Avrupa’ya Felsefe Öğreten Âlim
İbn Rüşd tarihte Aristoteles’in en önemli yorumcularından biri olarak tanınmıştır. Aristo’nun eserlerine yaptığı yorumlar, onun felsefi mirasındaki en önemli unsurlardan biri olmuştur. İbn Rüşd, Aristoteles’in eserlerini Arapçaya çevirmekle kalmamış, felsefi metinlere eklediği yorumlarla da dikkat çekmiştir. Bu çeviriler ve yorumlar, özellikle metafizik, politika ve etik üzerine yaptığı çalışmalarla geniş bir okur kitlesine ulaşmıştır. Aristoteles yorumları, hem İslam dünyasında hem de Batı’da ses getirmiş ve özellikle Orta Çağ boyunca Aristoteles felsefesinin yeniden yorumlanmasına zemin hazırlamıştır. Batı Avrupa’da İbn Rüşd’ün düşünceleri, özellikle Aristotelesçi felsefeye olan ilgiyi artırmış ve bu felsefeyi savunan düşünürlerin başvuru kaynağı olmuştur. İbn Rüşd, akıl yürütme ve mantık konusundaki derin bilgisiyle sadece dinî metinlerin yorumlanmasında değil, aynı zamanda bilimsel yöntemin gelişiminde de belirleyici bir rol oynamıştır. Dahası, uzun vadede onun Aristoteles yorumları, Rönesans’ın ve dolayısıyla hümanizm düşüncesinin de zemininin oluşmasına büyük katkı sağlamıştır. Bilindiği üzere Rönesans, Batı’da merak ve keşif ruhunun ön planda olduğu bir dönemdi ve İbn Rüşd’ün akıl ile vahiy arasında sağladığı denge, dönemin düşünce yapısına önemli bir alt yapı sundu.

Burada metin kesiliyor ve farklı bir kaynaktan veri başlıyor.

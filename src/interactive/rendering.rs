//! TUI rendering with ratatui
//!
//! One function per screen: main menu, instructions, the game table and the
//! end-of-round banners.

use super::app::{App, MenuItem, MessageStyle, Screen};
use crate::game::MAX_STAGE;
use crate::output::formatters::{
    LOSE_BANNER, TITLE_BANNER, WIN_BANNER, clock_text, gallows, spaced,
};
use chrono::Local;
use rand::Rng;
use ratatui::{
    Frame,
    layout::{Alignment, Constraint, Direction, Layout, Rect},
    style::{Color, Modifier, Style},
    text::{Line, Span},
    widgets::{Block, BorderType, Borders, Gauge, Paragraph, Wrap},
};

/// Main UI rendering function
pub fn ui<R: Rng>(f: &mut Frame, app: &App<R>) {
    match app.screen {
        Screen::Menu => render_menu(f, app),
        Screen::Instructions => render_instructions(f),
        Screen::Playing => render_game(f, app),
        Screen::Won => render_round_over(f, app, true),
        Screen::Lost => render_round_over(f, app, false),
    }
}

fn frame_block(color: Color) -> Block<'static> {
    Block::default()
        .borders(Borders::ALL)
        .border_type(BorderType::Rounded)
        .style(Style::default().fg(color))
}

fn banner(lines: &[&'static str], style: Style) -> Vec<Line<'static>> {
    lines
        .iter()
        .map(|&line| Line::from(Span::styled(line, style)))
        .collect()
}

/// Gallows lines with the figure drawn in red over the yellow frame
fn gallows_lines(stage: u8) -> Vec<Line<'static>> {
    let frame_style = Style::default().fg(Color::Yellow);
    let figure_style = Style::default().fg(Color::Red).add_modifier(Modifier::BOLD);
    let empty = gallows(0);

    gallows(stage)
        .into_iter()
        .zip(empty)
        .map(|(row, base)| {
            let base: Vec<char> = base.chars().collect();
            let mut spans = Vec::new();
            let mut run = String::new();
            let mut run_is_figure = false;

            for (i, ch) in row.chars().enumerate() {
                let is_figure = base.get(i) != Some(&ch);
                if is_figure != run_is_figure && !run.is_empty() {
                    let style = if run_is_figure { figure_style } else { frame_style };
                    spans.push(Span::styled(std::mem::take(&mut run), style));
                }
                run_is_figure = is_figure;
                run.push(ch);
            }
            if !run.is_empty() {
                let style = if run_is_figure { figure_style } else { frame_style };
                spans.push(Span::styled(run, style));
            }
            Line::from(spans)
        })
        .collect()
}

fn render_menu<R: Rng>(f: &mut Frame, app: &App<R>) {
    let title_style = Style::default().fg(Color::Yellow).add_modifier(Modifier::BOLD);

    let mut content = vec![Line::from(""), Line::from("")];
    content.extend(banner(&TITLE_BANNER, title_style));
    content.push(Line::from(""));
    content.push(Line::from(""));

    for item in MenuItem::ALL {
        let style = if !app.is_enabled(item) {
            Style::default().fg(Color::Black).bg(Color::Red)
        } else if item == app.selected {
            Style::default()
                .fg(Color::Blue)
                .add_modifier(Modifier::BOLD | Modifier::REVERSED)
        } else {
            Style::default().fg(Color::Yellow)
        };
        content.push(Line::from(Span::styled(format!("  {}  ", item.label()), style)));
    }

    content.push(Line::from(""));
    content.push(Line::from(""));
    content.push(Line::from(Span::styled(
        "PRESS I FOR INSTRUCTIONS.   ↑/↓ TO MOVE, ENTER TO SELECT, Q TO QUIT.",
        Style::default().fg(Color::DarkGray),
    )));

    let menu = Paragraph::new(content)
        .alignment(Alignment::Center)
        .block(frame_block(Color::Yellow).title(" Hangman "));
    f.render_widget(menu, f.area());
}

fn render_instructions(f: &mut Frame) {
    let block = frame_block(Color::Blue).title(" Instructions ");
    let inner = block.inner(f.area());
    f.render_widget(block, f.area());

    let chunks = Layout::default()
        .direction(Direction::Horizontal)
        .constraints([Constraint::Length(42), Constraint::Min(20)])
        .split(inner);

    let mut art = gallows_lines(MAX_STAGE);
    art.push(Line::from(""));
    art.push(Line::from(Span::styled(
        "PRESS BACKSPACE TO RETURN",
        Style::default().fg(Color::Blue).add_modifier(Modifier::BOLD),
    )));
    f.render_widget(Paragraph::new(art), chunks[0]);

    let text_style = Style::default().fg(Color::Blue);
    let rules = Paragraph::new(vec![
        Line::from(""),
        Line::from(Span::styled(
            "Hangman is a paper and pencil guessing game for two or more players.",
            text_style,
        )),
        Line::from(Span::styled(
            "One player thinks of a word, phrase or sentence and the other tries to guess it \
             by suggesting letters, within a certain number of guesses.",
            text_style,
        )),
        Line::from(""),
        Line::from(Span::styled(
            "The first and last letter of every word are given away, along with every \
             other place those letters appear.",
            text_style,
        )),
        Line::from(Span::styled(
            "A correct letter adds its character code to your score; a wrong one takes it \
             away and adds a piece to the hangman. Six wrong letters and the game is lost.",
            text_style,
        )),
        Line::from(""),
        Line::from(Span::styled(
            "You are a programmer, so you must play with your best friend, a computer.",
            text_style,
        )),
    ])
    .wrap(Wrap { trim: true });
    f.render_widget(rules, chunks[1]);
}

fn render_game<R: Rng>(f: &mut Frame, app: &App<R>) {
    let chunks = Layout::default()
        .direction(Direction::Vertical)
        .constraints([
            Constraint::Length(3),  // Statistics
            Constraint::Min(20),    // Gallows and puzzle
            Constraint::Length(3),  // Help
        ])
        .split(f.area());

    render_stats(f, app, chunks[0]);

    let main_chunks = Layout::default()
        .direction(Direction::Horizontal)
        .constraints([Constraint::Length(44), Constraint::Min(30)])
        .split(chunks[1]);

    let art = Paragraph::new(gallows_lines(app.session.stage()))
        .block(frame_block(Color::Yellow).title(" Gallows "));
    f.render_widget(art, main_chunks[0]);

    render_puzzle_panel(f, app, main_chunks[1]);

    let help = Paragraph::new(
        "Press a character to guess it  |  BACKSPACE: main menu  |  Ctrl-C: quit",
    )
    .alignment(Alignment::Center)
    .style(Style::default().fg(Color::DarkGray))
    .block(Block::default().borders(Borders::ALL));
    f.render_widget(help, chunks[2]);
}

fn render_stats<R: Rng>(f: &mut Frame, app: &App<R>, area: Rect) {
    let store = app.session.store();
    let stats = Line::from(vec![
        Span::raw("Score: "),
        Span::styled(
            app.session.score().to_string(),
            Style::default().fg(Color::Yellow).add_modifier(Modifier::BOLD),
        ),
        Span::raw("   Expressions: "),
        Span::styled(
            store.active_expressions().to_string(),
            Style::default().fg(Color::Cyan),
        ),
        Span::raw("   Characters: "),
        Span::styled(
            store.active_chars().to_string(),
            Style::default().fg(Color::Cyan),
        ),
    ]);

    let clock = clock_text(&Local::now());
    let block = frame_block(Color::Yellow);
    let inner = block.inner(area);
    f.render_widget(block, area);

    let columns = Layout::default()
        .direction(Direction::Horizontal)
        .constraints([
            Constraint::Min(0),
            Constraint::Length(u16::try_from(clock.len()).unwrap_or(u16::MAX)),
        ])
        .split(inner);
    f.render_widget(Paragraph::new(stats), columns[0]);
    f.render_widget(
        Paragraph::new(clock).style(Style::default().fg(Color::DarkGray)),
        columns[1],
    );
}

fn render_puzzle_panel<R: Rng>(f: &mut Frame, app: &App<R>, area: Rect) {
    let chunks = Layout::default()
        .direction(Direction::Vertical)
        .constraints([
            Constraint::Length(5), // Hidden string
            Constraint::Length(3), // Mistakes table
            Constraint::Length(3), // Stage gauge
            Constraint::Min(3),    // Message
        ])
        .split(area);

    let hidden = app
        .session
        .hidden()
        .map(|h| spaced(&h.to_string()))
        .unwrap_or_default();
    let puzzle = Paragraph::new(vec![
        Line::from(""),
        Line::from(Span::styled(
            hidden,
            Style::default().fg(Color::White).add_modifier(Modifier::BOLD),
        )),
    ])
    .alignment(Alignment::Center)
    .wrap(Wrap { trim: false })
    .block(frame_block(Color::Yellow).title(" Expression "));
    f.render_widget(puzzle, chunks[0]);

    let mistakes = app
        .session
        .mistakes()
        .map(ToString::to_string)
        .unwrap_or_default();
    let table = Paragraph::new(mistakes)
        .style(Style::default().fg(Color::Red))
        .block(
            Block::default()
                .title(" Mistakes Table ")
                .borders(Borders::ALL)
                .style(Style::default().fg(Color::Red)),
        );
    f.render_widget(table, chunks[1]);

    let stage = app.session.stage();
    let gauge = Gauge::default()
        .block(Block::default().title(" Hangman ").borders(Borders::ALL))
        .gauge_style(Style::default().fg(Color::Red))
        .ratio(f64::from(stage.min(MAX_STAGE)) / f64::from(MAX_STAGE))
        .label(format!("{stage}/{MAX_STAGE} mistakes"));
    f.render_widget(gauge, chunks[2]);

    if let Some(message) = &app.message {
        let style = match message.style {
            MessageStyle::Info => Style::default().fg(Color::White),
            MessageStyle::Success => Style::default().fg(Color::Green),
            MessageStyle::Error => Style::default().fg(Color::Red),
        };
        let note = Paragraph::new(message.text.as_str())
            .style(style)
            .block(Block::default().title(" Messages ").borders(Borders::ALL));
        f.render_widget(note, chunks[3]);
    }
}

fn render_round_over<R: Rng>(f: &mut Frame, app: &App<R>, won: bool) {
    let (color, art, prompt) = if won {
        (
            Color::Green,
            &WIN_BANNER,
            "PRESS Q TO RETURN TO MENU.   PRESS N TO CONTINUE THE GAME.",
        )
    } else {
        (
            Color::Red,
            &LOSE_BANNER,
            "PRESS Q TO RETURN TO MENU.   PRESS N TO START A NEW GAME.",
        )
    };
    let style = Style::default().fg(color).add_modifier(Modifier::BOLD);

    let mut content = vec![Line::from(""), Line::from(""), Line::from("")];
    content.extend(banner(art, style));
    content.push(Line::from(""));

    if let Some(expression) = app.session.expression() {
        content.push(Line::from(vec![
            Span::raw(if won { "You guessed: " } else { "The answer was: " }),
            Span::styled(
                expression.revealed(),
                Style::default().fg(Color::White).add_modifier(Modifier::BOLD),
            ),
        ]));
    }
    content.push(Line::from(format!("Score: {}", app.session.score())));
    content.push(Line::from(""));
    content.push(Line::from(Span::styled(prompt, Style::default().fg(color))));

    let screen = Paragraph::new(content)
        .alignment(Alignment::Center)
        .block(frame_block(color));
    f.render_widget(screen, f.area());
}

İbn Rüşd’ün en bilinen eserlerinden biri Tehafütü’t-Tehafüt adlı eseridir. Bu eserde, Gazali’nin Tehafütü’l-Felasife (Felsefecilerin Çelişkisi) eserine karşı tezler sunmuş ve felsefenin varlığını savunmuştur. İbn Rüşd, akıl ile vahiy arasındaki ilişkiyi derinlemesine irdelemiş ve bunların birbirini dışlamadığını vurgulamıştır. Bu noktada, onun düşünceleri Hristiyan düşüncesinde de önemli bir etkiye sahip olmuştur.
Tıp Sahasında
İbn Rüşd, aynı zamanda çağının en büyük hekimlerindendi. İbn Rüşd’ün Kitabü’l-Külliyye fi’t-Tıb adlı eseri, Batılılar tarafından Latinceye çevrilmiş ve Batı üniversitelerinde okutulmuştu. İbn Rüşd’ün el-Külliyyat adlı eseri anatomi, sağlık, hastalık, belirtiler, ilaç ve besinler, koruyucu hekimlik ve tedavi konularına dair yedi ana bölümden oluşur. O, tıp sanatının bölümlerini araştıranlar için bir giriş, bu sanatı uygulayanlar için de bir el kitabı olmak üzere kaleme aldığını bildirdiği eserde tıbbın genel konularını yani teorik yönünü ele almış, tek tek hastalıklarla ilgili görüşlerini ise ayrı bir eserde incelemeyi planlamış, fakat buna vakit bulamamıştır. Kendisi el-Külliyat eserinde kan dolaşımının şemasını ana hatlarıyla göstererek, tıp doktoru William Harvey’e öncülük etti.